▶ [YOUR TASK] Among the lines of the records, please find those that contain the word "PathBuf" and copy them.

▶ [EXERCISE DATA]
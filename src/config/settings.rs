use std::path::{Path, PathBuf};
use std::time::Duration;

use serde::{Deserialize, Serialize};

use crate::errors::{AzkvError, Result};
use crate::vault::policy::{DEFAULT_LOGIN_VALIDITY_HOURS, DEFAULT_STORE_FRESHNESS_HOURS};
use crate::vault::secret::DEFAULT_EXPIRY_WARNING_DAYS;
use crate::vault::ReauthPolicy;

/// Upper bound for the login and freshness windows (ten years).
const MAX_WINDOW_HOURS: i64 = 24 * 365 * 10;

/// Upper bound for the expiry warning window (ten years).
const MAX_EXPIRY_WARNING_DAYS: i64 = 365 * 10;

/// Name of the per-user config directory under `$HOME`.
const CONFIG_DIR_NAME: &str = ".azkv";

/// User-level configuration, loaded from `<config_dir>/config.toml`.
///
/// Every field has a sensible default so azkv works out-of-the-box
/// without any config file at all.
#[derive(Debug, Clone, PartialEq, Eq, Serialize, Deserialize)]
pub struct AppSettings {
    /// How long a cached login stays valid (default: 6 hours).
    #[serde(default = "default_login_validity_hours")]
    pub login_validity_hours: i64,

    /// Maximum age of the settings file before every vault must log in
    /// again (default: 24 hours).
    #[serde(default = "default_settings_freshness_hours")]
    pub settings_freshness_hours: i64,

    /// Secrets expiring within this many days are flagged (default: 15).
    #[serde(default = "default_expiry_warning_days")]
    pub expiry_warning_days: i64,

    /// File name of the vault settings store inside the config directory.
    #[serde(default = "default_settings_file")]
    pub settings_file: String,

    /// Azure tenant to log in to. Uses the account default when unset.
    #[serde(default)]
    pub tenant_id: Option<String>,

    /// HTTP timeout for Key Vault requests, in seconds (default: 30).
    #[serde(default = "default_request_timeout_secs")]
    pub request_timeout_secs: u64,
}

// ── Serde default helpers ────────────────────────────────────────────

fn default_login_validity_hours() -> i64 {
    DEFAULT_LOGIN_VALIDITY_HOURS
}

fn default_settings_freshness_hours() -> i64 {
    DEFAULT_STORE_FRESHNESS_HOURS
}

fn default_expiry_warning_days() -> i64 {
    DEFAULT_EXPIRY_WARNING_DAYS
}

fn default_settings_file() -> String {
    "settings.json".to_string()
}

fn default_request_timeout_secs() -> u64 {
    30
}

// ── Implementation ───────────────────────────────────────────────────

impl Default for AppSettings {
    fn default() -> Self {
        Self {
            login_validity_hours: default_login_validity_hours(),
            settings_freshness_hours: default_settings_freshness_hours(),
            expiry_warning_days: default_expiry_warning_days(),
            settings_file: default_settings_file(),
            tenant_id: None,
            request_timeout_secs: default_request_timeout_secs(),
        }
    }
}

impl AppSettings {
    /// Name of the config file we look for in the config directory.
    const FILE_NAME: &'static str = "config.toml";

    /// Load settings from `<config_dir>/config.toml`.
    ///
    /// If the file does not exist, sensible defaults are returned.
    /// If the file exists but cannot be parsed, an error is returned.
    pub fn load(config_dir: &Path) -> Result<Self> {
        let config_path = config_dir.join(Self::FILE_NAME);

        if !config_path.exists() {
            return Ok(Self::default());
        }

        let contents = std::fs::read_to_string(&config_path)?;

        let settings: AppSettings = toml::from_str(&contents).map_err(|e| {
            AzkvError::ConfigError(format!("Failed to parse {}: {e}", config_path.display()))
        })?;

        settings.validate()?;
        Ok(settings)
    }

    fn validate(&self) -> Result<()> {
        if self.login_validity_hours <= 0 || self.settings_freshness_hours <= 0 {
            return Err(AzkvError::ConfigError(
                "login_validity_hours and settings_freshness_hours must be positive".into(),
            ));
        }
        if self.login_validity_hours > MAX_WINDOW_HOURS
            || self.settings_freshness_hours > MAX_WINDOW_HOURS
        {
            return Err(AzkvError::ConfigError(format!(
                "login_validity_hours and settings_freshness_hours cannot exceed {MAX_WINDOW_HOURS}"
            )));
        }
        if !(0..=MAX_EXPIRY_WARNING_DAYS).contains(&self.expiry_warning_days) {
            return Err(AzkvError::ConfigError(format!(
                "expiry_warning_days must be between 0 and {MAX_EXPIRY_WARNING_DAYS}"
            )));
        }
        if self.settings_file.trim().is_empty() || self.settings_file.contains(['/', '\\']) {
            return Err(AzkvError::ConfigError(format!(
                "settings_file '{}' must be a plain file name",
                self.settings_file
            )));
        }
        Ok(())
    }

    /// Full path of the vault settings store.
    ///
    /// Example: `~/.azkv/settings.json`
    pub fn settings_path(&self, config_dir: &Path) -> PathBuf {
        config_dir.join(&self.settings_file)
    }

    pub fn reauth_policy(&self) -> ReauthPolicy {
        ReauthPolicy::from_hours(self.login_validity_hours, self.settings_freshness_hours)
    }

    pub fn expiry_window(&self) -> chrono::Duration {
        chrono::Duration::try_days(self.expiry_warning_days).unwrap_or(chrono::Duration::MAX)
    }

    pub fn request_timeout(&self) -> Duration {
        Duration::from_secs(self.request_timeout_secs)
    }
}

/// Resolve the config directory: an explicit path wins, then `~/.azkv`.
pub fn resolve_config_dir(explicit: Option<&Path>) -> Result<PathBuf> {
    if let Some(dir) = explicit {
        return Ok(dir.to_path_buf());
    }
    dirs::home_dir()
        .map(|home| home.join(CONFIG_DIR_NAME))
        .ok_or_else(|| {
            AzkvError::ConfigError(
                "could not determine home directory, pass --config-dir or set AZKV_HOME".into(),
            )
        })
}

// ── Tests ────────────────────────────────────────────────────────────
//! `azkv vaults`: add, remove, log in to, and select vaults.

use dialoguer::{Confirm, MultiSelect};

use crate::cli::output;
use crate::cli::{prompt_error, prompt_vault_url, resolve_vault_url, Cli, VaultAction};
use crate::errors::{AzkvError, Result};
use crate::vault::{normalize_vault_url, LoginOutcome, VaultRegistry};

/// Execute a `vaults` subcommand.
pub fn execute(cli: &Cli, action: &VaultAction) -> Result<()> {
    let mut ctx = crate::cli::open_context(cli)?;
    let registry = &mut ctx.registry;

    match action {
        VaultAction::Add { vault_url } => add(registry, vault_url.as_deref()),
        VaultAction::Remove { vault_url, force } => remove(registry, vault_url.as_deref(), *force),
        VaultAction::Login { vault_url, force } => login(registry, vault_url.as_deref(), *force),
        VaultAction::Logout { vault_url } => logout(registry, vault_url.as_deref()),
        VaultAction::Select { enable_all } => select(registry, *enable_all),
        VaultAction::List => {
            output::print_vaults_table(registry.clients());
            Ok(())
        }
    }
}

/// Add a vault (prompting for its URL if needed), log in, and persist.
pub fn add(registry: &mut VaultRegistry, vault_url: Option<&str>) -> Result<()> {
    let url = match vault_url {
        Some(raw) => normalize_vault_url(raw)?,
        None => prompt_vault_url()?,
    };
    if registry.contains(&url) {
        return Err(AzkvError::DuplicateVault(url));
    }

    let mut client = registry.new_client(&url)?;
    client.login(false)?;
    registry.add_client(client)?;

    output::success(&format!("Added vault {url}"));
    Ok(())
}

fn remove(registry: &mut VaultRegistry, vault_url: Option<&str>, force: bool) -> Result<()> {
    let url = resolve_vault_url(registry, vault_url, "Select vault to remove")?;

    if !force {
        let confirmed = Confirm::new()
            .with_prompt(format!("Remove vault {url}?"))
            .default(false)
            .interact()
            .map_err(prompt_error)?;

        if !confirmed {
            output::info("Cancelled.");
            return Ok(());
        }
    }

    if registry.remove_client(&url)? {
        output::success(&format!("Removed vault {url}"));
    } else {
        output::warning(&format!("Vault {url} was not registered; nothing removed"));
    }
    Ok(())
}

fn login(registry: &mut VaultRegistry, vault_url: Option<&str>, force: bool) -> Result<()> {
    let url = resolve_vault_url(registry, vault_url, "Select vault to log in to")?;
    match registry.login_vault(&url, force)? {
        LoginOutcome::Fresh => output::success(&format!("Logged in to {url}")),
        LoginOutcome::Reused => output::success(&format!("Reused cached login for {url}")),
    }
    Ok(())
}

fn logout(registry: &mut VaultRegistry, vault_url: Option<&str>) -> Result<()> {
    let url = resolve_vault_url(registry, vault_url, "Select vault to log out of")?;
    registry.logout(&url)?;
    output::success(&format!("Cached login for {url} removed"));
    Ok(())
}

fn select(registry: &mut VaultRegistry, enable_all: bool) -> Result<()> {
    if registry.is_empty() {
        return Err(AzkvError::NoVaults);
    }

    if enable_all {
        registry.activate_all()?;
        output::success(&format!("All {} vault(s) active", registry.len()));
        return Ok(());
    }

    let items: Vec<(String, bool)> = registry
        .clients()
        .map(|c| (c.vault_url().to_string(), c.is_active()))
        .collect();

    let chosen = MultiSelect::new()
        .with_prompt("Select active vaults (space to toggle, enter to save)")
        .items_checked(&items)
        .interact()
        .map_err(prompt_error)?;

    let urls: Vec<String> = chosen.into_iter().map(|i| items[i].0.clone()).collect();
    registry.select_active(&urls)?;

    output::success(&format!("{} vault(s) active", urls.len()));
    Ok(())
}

▶ [ANSWER TO THE EXERCISE]
use std::path::{Path, PathBuf};
    pub fn settings_path(&self, config_dir: &Path) -> PathBuf {
pub fn resolve_config_dir(explicit: Option<&Path>) -> Result<PathBuf> {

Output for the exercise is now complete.